The bill states the committee, “shall evaluate the performance of high school athletic associations consistent with the following criteria: 1) Fairness and equity in establishing and implementing its standards, and 2) The promotion of academic achievement and good sportsmanship.”
Peake isn’t sure how fast this committee can be mobilized. The bill, House Bill 809, must pass through the Senate and the House of Representatives first and then be signed by Gov. Nathan Deal. He said interest from the governor or influential lawmakers could expedite the process.
The bill calls for the formation a committee including five members of the House, five members of the Senate, the chairperson of the House Committee on Education or his or her designee and the chairperson of the Senate Education and Youth Committee or his or her designee.

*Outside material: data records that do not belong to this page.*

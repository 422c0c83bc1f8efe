use anyhow::Result;
use std::{sync::Arc, time::Duration};
use sync_service::{
    client::ReaderClient,
    config::AppConfig,
    connectivity::{Connectivity, HttpProbe},
    notify::ClientEvent,
    observability,
    remote::HttpRemoteService,
    sync::SyncTuning,
};

#[tokio::main]
async fn main() -> Result<()> {
    observability::init_tracing();

    // Load configuration
    let cfg = AppConfig::load()?;

    let pool = reader_client::db::open(&cfg.store.path).await?;

    let remote = Arc::new(HttpRemoteService::new(&cfg.remote));
    let probe = Arc::new(HttpProbe::new(
        &cfg.remote,
        Duration::from_millis(cfg.probe.timeout_ms),
    )?);

    let client = Arc::new(ReaderClient::new(
        pool,
        remote,
        probe.clone(),
        SyncTuning::from(&cfg.sync),
    ));

    // Mirror engine events into the log; a UI would render these.
    let mut events = client.subscribe();
    tokio::spawn(async move {
        while let Ok(event) = events.recv().await {
            match event {
                ClientEvent::Notice(n) => tracing::info!(kind = ?n.kind, "{}", n.message),
                ClientEvent::PendingCount(n) => tracing::info!(pending = n, "queue depth changed"),
                ClientEvent::DashboardInvalidated => tracing::debug!("dashboard invalidated"),
            }
        }
    });

    // A previous run may have left readings behind.
    if client.pending_count().await? > 0 {
        if let Err(e) = client.trigger_sync().await {
            tracing::error!(error = %e, "startup drain failed");
        }
    }

    watch_connectivity(client, probe, Duration::from_secs(cfg.probe.interval_secs)).await;
    Ok(())
}

/// Poll the probe and drain the queue on every offline-to-online edge.
async fn watch_connectivity(
    client: Arc<ReaderClient>,
    probe: Arc<HttpProbe>,
    interval: Duration,
) {
    let mut ticker = tokio::time::interval(interval);
    let mut was_online = probe.is_online().await;
    loop {
        ticker.tick().await;
        let online = probe.is_online().await;
        if online && !was_online {
            tracing::info!("connection restored, draining queue");
            if let Err(e) = client.trigger_sync().await {
                tracing::error!(error = %e, "drain after reconnect failed");
            }
        }
        was_online = online;
    }
}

GHSA executive director Ralph Swearngin said he anticipated some kind of action from the General Assembly following the controversial vote to split public and private schools. He said both public schools and private schools have supporters in the legislature, and that action likely would have come regardless of the executive committee’s vote.
Swearngin said he had mixed feelings about the bill. He said the GHSA had no negatives from the last interaction with the oversight committee.
“But I have concern that a private organization is getting this level of scrutiny,” he said. “We aren’t trying to hide anything.”
Martin recently said the GHSA oversight committee worked a few years back on an issue regarding eligibility of athletes who play in all-star games. He said former Irwin County football standout Justin Anderson ran the risk of being ineligible for basketball if he participated in a national all-star football game.
The committee wanted to ensure Anderson wouldn’t have to choose between playing basketball and getting the opportunity to play in a high-profile all-star game, Martin said.
“Some of their more senior members got up in arms and thought we were meddling,” said Martin, whose son attended Milton, a public school in north Fulton County.
Telegraph writer Maggie Lee contributed to this report.